→ **Description of the task**:
Every line below should be repeated exactly.

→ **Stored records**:
++++++
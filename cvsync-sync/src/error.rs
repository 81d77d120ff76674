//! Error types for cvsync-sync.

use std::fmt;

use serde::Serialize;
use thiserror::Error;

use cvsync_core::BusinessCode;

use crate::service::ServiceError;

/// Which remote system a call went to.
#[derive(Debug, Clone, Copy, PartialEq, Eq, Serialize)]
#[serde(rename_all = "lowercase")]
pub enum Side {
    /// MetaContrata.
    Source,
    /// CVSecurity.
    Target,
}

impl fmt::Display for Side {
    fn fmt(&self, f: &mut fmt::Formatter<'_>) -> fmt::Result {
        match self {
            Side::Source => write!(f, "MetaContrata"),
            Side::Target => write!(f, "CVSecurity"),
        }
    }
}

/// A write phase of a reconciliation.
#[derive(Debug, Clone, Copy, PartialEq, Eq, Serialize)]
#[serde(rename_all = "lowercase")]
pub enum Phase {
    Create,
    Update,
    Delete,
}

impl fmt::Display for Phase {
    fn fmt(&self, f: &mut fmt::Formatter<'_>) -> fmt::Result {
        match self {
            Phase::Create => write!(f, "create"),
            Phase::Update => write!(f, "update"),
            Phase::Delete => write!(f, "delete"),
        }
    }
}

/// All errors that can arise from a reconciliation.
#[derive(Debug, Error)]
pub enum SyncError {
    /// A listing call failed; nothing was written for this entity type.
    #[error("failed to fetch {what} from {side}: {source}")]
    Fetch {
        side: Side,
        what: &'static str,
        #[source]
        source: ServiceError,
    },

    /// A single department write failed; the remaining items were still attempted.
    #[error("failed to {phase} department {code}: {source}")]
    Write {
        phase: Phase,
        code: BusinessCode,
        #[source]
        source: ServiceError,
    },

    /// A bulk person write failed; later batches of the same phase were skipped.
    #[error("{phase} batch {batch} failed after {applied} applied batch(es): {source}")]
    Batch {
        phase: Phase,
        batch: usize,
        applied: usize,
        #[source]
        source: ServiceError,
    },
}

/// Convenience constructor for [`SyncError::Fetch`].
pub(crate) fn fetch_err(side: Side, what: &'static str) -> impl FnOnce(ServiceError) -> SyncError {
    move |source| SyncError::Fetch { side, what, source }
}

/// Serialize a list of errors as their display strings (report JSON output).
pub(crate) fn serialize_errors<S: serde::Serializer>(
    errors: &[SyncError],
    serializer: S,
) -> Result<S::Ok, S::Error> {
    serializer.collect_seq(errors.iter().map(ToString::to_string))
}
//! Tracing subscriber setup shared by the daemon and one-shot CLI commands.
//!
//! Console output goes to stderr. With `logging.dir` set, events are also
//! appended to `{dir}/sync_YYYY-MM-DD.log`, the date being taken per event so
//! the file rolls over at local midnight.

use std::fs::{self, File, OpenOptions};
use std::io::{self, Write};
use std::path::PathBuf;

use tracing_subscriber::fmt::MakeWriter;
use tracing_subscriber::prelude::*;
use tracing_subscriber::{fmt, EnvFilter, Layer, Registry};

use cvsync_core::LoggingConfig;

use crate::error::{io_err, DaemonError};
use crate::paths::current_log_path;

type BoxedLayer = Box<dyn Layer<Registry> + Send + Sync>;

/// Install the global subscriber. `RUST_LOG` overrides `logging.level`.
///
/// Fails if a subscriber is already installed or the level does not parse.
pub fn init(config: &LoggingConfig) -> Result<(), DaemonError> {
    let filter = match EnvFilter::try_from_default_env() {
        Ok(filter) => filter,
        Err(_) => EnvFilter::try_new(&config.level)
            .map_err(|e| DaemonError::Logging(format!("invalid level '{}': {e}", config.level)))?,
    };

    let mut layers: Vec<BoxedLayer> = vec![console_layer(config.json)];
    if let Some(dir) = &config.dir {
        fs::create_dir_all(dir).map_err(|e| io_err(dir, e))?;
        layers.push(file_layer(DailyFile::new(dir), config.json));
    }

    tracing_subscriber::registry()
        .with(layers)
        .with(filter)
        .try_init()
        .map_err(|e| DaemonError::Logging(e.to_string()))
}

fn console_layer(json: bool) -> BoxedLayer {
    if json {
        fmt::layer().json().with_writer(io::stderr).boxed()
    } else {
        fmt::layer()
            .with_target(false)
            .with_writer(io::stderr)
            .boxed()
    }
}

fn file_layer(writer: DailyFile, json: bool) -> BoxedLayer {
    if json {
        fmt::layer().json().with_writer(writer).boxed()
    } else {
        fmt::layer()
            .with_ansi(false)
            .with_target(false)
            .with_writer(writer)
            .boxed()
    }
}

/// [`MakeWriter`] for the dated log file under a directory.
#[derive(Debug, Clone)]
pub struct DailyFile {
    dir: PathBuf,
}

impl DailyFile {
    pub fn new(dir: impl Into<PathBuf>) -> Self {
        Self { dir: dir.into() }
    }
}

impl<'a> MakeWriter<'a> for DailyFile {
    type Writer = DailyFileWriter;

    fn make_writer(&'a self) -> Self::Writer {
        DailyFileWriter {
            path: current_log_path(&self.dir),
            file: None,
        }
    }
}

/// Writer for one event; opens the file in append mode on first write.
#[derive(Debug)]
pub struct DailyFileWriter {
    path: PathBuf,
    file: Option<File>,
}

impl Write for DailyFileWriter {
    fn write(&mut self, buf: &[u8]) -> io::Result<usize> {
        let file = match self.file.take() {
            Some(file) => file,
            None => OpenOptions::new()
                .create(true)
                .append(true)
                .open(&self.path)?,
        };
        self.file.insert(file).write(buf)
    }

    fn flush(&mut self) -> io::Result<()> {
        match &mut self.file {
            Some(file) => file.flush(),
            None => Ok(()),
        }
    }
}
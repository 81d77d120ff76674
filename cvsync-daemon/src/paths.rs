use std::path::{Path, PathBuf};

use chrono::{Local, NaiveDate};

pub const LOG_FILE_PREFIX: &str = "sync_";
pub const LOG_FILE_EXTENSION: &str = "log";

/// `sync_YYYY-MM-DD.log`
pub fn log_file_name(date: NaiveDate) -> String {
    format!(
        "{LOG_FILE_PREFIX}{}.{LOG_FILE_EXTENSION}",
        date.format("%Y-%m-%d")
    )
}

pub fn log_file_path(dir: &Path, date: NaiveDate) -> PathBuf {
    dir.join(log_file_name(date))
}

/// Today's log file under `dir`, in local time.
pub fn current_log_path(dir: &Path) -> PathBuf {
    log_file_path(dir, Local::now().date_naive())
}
++++++
→ **Exercise solution**:
filename cvsync-sync/src/error.rs
repository 81d77d120ff76674
//! Error types for cvsync-sync.

use std::fmt;

use serde::Serialize;
use thiserror::Error;

use cvsync_core::BusinessCode;

use crate::service::ServiceError;

/// Which remote system a call went to.
#[derive(Debug, Clone, Copy, PartialEq, Eq, Serialize)]
#[serde(rename_all = "lowercase")]
pub enum Side {
    /// MetaContrata.
    Source,
    /// CVSecurity.
    Target,
}

impl fmt::Display for Side {
    fn fmt(&self, f: &mut fmt::Formatter<'_>) -> fmt::Result {
        match self {
            Side::Source => write!(f, "MetaContrata"),
            Side::Target => write!(f, "CVSecurity"),
        }
    }
}

/// A write phase of a reconciliation.
#[derive(Debug, Clone, Copy, PartialEq, Eq, Serialize)]
#[serde(rename_all = "lowercase")]
pub enum Phase {
    Create,
    Update,
    Delete,
}

impl fmt::Display for Phase {
    fn fmt(&self, f: &mut fmt::Formatter<'_>) -> fmt::Result {
        match self {
            Phase::Create => write!(f, "create"),
            Phase::Update => write!(f, "update"),
            Phase::Delete => write!(f, "delete"),
        }
    }
}

/// All errors that can arise from a reconciliation.
#[derive(Debug, Error)]
pub enum SyncError {
    /// A listing call failed; nothing was written for this entity type.
    #[error("failed to fetch {what} from {side}: {source}")]
    Fetch {
        side: Side,
        what: &'static str,
        #[source]
        source: ServiceError,
    },

    /// A single department write failed; the remaining items were still attempted.
    #[error("failed to {phase} department {code}: {source}")]
    Write {
        phase: Phase,
        code: BusinessCode,
        #[source]
        source: ServiceError,
    },

    /// A bulk person write failed; later batches of the same phase were skipped.
    #[error("{phase} batch {batch} failed after {applied} applied batch(es): {source}")]
    Batch {
        phase: Phase,
        batch: usize,
        applied: usize,
        #[source]
        source: ServiceError,
    },
}

/// Convenience constructor for [`SyncError::Fetch`].
pub(crate) fn fetch_err(side: Side, what: &'static str) -> impl FnOnce(ServiceError) -> SyncError {
    move |source| SyncError::Fetch { side, what, source }
}

/// Serialize a list of errors as their display strings (report JSON output).
pub(crate) fn serialize_errors<S: serde::Serializer>(
    errors: &[SyncError],
    serializer: S,
) -> Result<S::Ok, S::Error> {
    serializer.collect_seq(errors.iter().map(ToString::to_string))
}
//! Tracing subscriber setup shared by the daemon and one-shot CLI commands.
//!
//! Console output goes to stderr. With `logging.dir` set, events are also
//! appended to `{dir}/sync_YYYY-MM-DD.log`, the date being taken per event so
//! the file rolls over at local midnight.

use std::fs::{self, File, OpenOptions};
use std::io::{self, Write};
use std::path::PathBuf;

use tracing_subscriber::fmt::MakeWriter;
use tracing_subscriber::prelude::*;
use tracing_subscriber::{fmt, EnvFilter, Layer, Registry};

use cvsync_core::LoggingConfig;

use crate::error::{io_err, DaemonError};
use crate::paths::current_log_path;

type BoxedLayer = Box<dyn Layer<Registry> + Send + Sync>;

/// Install the global subscriber. `RUST_LOG` overrides `logging.level`.
///
/// Fails if a subscriber is already installed or the level does not parse.
pub fn init(config: &LoggingConfig) -> Result<(), DaemonError> {
    let filter = match EnvFilter::try_from_default_env() {
        Ok(filter) => filter,
        Err(_) => EnvFilter::try_new(&config.level)
            .map_err(|e| DaemonError::Logging(format!("invalid level '{}': {e}", config.level)))?,
    };

    let mut layers: Vec<BoxedLayer> = vec![console_layer(config.json)];
    if let Some(dir) = &config.dir {
        fs::create_dir_all(dir).map_err(|e| io_err(dir, e))?;
        layers.push(file_layer(DailyFile::new(dir), config.json));
    }

    tracing_subscriber::registry()
        .with(layers)
        .with(filter)
        .try_init()
        .map_err(|e| DaemonError::Logging(e.to_string()))
}

fn console_layer(json: bool) -> BoxedLayer {
    if json {
        fmt::layer().json().with_writer(io::stderr).boxed()
    } else {
        fmt::layer()
            .with_target(false)
            .with_writer(io::stderr)
            .boxed()
    }
}

fn file_layer(writer: DailyFile, json: bool) -> BoxedLayer {
    if json {
        fmt::layer().json().with_writer(writer).boxed()
    } else {
        fmt::layer()
            .with_ansi(false)
            .with_target(false)
            .with_writer(writer)
            .boxed()
    }
}

/// [`MakeWriter`] for the dated log file under a directory.
#[derive(Debug, Clone)]
pub struct DailyFile {
    dir: PathBuf,
}

impl DailyFile {
    pub fn new(dir: impl Into<PathBuf>) -> Self {
        Self { dir: dir.into() }
    }
}

impl<'a> MakeWriter<'a> for DailyFile {
    type Writer = DailyFileWriter;

    fn make_writer(&'a self) -> Self::Writer {
        DailyFileWriter {
            path: current_log_path(&self.dir),
            file: None,
        }
    }
}

/// Writer for one event; opens the file in append mode on first write.
#[derive(Debug)]
pub struct DailyFileWriter {
    path: PathBuf,
    file: Option<File>,
}

impl Write for DailyFileWriter {
    fn write(&mut self, buf: &[u8]) -> io::Result<usize> {
        let file = match self.file.take() {
            Some(file) => file,
            None => OpenOptions::new()
                .create(true)
                .append(true)
                .open(&self.path)?,
        };
        self.file.insert(file).write(buf)
    }

    fn flush(&mut self) -> io::Result<()> {
        match &mut self.file {
            Some(file) => file.flush(),
            None => Ok(()),
        }
    }
}
repository 81d77d120ff76674
filename cvsync-daemon/src/paths.rs
use std::path::{Path, PathBuf};

use chrono::{Local, NaiveDate};

pub const LOG_FILE_PREFIX: &str = "sync_";
pub const LOG_FILE_EXTENSION: &str = "log";

/// `sync_YYYY-MM-DD.log`
pub fn log_file_name(date: NaiveDate) -> String {
    format!(
        "{LOG_FILE_PREFIX}{}.{LOG_FILE_EXTENSION}",
        date.format("%Y-%m-%d")
    )
}

pub fn log_file_path(dir: &Path, date: NaiveDate) -> PathBuf {
    dir.join(log_file_name(date))
}

/// Today's log file under `dir`, in local time.
pub fn current_log_path(dir: &Path) -> PathBuf {
    log_file_path(dir, Local::now().date_naive())
}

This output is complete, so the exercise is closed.